St John's Essay Prize Winner: Solving the organ crisis? Impact of the government's new publi
The government has recently issued a public consultation into whether presumed consent should be adopted for organ donation. The existing policy regarding consent is an ‘opt-in’ model, in which posthumous organ donation may only be permitted if the patient had previously indicated that they wished to donate. However, this policy has been criticised for being overly strict, and limiting the supply to an urgent demand for organ transplantation. Instead, the ‘opt-out’ model, which is already used in Wales, means that if it is unclear whether someone wished to donate, consent will be presumed. Presumed consent has led to concerns over the issue of autonomy, however, people are able to refuse posthumous donation.
Nonetheless, presumed consent is not a panacea, and such a broad-brush approach fails to address the nuanced problems that posthumous donation faces, including ethnic minority support and the education of the public. In addition, it is not clear that by adopting presumed consent, it will satisfactorily solve the issues of limited organ supply. Whilst this public consultation is certainly a good first step, it is by no means a final solution.
Origins of the ‘opt-in’ model and its problems
The current state of affairs emerged with the Human Tissue Act (HTA) 2004, in which “appropriate consent” is required for posthumous donation. This was as a consequence of the scandals in Alder Hey and Bristol Royal Infirmary whereby children’s organs were retained without parental consent.

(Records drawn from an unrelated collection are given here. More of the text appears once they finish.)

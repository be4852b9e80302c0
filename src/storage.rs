use crate::model::Roster;
use anyhow::Context;
use fd_lock::RwLock;
use std::ffi::OsString;
use std::fs::{self, OpenOptions};
use std::io::{ErrorKind, Write};
use std::path::{Path, PathBuf};
use std::sync::Mutex;
use tempfile::NamedTempFile;
use tracing::debug;

pub trait Storage {
    /// Charge un roster depuis un support.
    fn load(&self) -> anyhow::Result<Roster>;
    /// Sauvegarde de manière atomique.
    fn save(&self, roster: &Roster) -> anyhow::Result<()>;

    /// Lecture, validation et écriture sérialisées : `f` travaille sur une copie qui n'est
    /// persistée que si elle renvoie `Ok`. Une erreur laisse le support inchangé.
    fn transaction<T, E, F>(&self, f: F) -> Result<T, E>
    where
        F: FnOnce(&mut Roster) -> Result<T, E>,
        E: From<anyhow::Error>;
}

/// Roster JSON sur disque. Les transactions prennent un verrou exclusif sur `<fichier>.lock`,
/// partagé par toutes les instances et tous les processus qui ouvrent le même chemin.
pub struct JsonStorage {
    path: PathBuf,
    lock_path: PathBuf,
}

impl JsonStorage {
    pub fn open<P: AsRef<Path>>(path: P) -> anyhow::Result<Self> {
        let path = path.as_ref().to_path_buf();
        let mut lock_path = OsString::from(path.as_os_str());
        lock_path.push(".lock");
        Ok(Self {
            path,
            lock_path: PathBuf::from(lock_path),
        })
    }

    pub fn path(&self) -> &Path {
        &self.path
    }

    fn lock_file(&self) -> anyhow::Result<RwLock<fs::File>> {
        let file = OpenOptions::new()
            .create(true)
            .truncate(false)
            .read(true)
            .write(true)
            .open(&self.lock_path)
            .with_context(|| format!("opening {}", self.lock_path.display()))?;
        Ok(RwLock::new(file))
    }
}

impl Storage for JsonStorage {
    /// Un fichier absent vaut un roster vide.
    fn load(&self) -> anyhow::Result<Roster> {
        let data = match fs::read(&self.path) {
            Ok(data) => data,
            Err(err) if err.kind() == ErrorKind::NotFound => return Ok(Roster::default()),
            Err(err) => {
                return Err(err).with_context(|| format!("reading {}", self.path.display()))
            }
        };
        let roster: Roster = serde_json::from_slice(&data)
            .with_context(|| format!("parsing {}", self.path.display()))?;
        Ok(roster)
    }

    fn save(&self, roster: &Roster) -> anyhow::Result<()> {
        let json = serde_json::to_vec_pretty(roster)?;
        let dir = match self.path.parent() {
            Some(parent) if !parent.as_os_str().is_empty() => parent,
            _ => Path::new("."),
        };
        let mut tmp = NamedTempFile::new_in(dir).with_context(|| "creating temp file")?;
        tmp.write_all(&json)?;
        tmp.flush()?;
        tmp.as_file().sync_all()?;
        tmp.persist(&self.path).with_context(|| "atomic rename")?;
        Ok(())
    }

    fn transaction<T, E, F>(&self, f: F) -> Result<T, E>
    where
        F: FnOnce(&mut Roster) -> Result<T, E>,
        E: From<anyhow::Error>,
    {
        let mut lock = self.lock_file()?;
        let _held = lock
            .write()
            .with_context(|| format!("locking {}", self.lock_path.display()))?;
        let mut work = self.load()?;
        let out = f(&mut work)?;
        self.save(&work)?;
        debug!(path = %self.path.display(), "transaction committed");
        Ok(out)
    }
}

/// Stockage en mémoire (tests, intégration dans un service hôte).
#[derive(Debug, Default)]
pub struct MemoryStorage {
    roster: Mutex<Roster>,
}

impl MemoryStorage {
    pub fn new(roster: Roster) -> Self {
        Self {
            roster: Mutex::new(roster),
        }
    }
}

impl Storage for MemoryStorage {
    fn load(&self) -> anyhow::Result<Roster> {
        let roster = self
            .roster
            .lock()
            .map_err(|_| anyhow::anyhow!("roster lock poisoned"))?;
        Ok(roster.clone())
    }

    fn save(&self, roster: &Roster) -> anyhow::Result<()> {
        let mut current = self
            .roster
            .lock()
            .map_err(|_| anyhow::anyhow!("roster lock poisoned"))?;
        *current = roster.clone();
        Ok(())
    }

    fn transaction<T, E, F>(&self, f: F) -> Result<T, E>
    where
        F: FnOnce(&mut Roster) -> Result<T, E>,
        E: From<anyhow::Error>,
    {
        let mut current = self
            .roster
            .lock()
            .map_err(|_| anyhow::anyhow!("roster lock poisoned"))?;
        let mut work = current.clone();
        let out = f(&mut work)?;
        *current = work;
        Ok(out)
    }
}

However, whilst appropriate consent has so far prevented the recurrence of such scandals, it has been criticised by academics, such as Harris, for exacerbating the current organ shortage crisis. He emphasised that the issue of posthumous organ donation was essentially a balancing exercise between the interests of the living and the interests of the dead. Furthermore, Lord Mustill indicated in Bland that the dead do not have any appreciable ‘best interests’. Following this logic, such a strict ‘opt-in’ model is unnecessary, prioritising the so-called ‘right’ to autonomy of the deceased over the very real and pressing needs of living patients.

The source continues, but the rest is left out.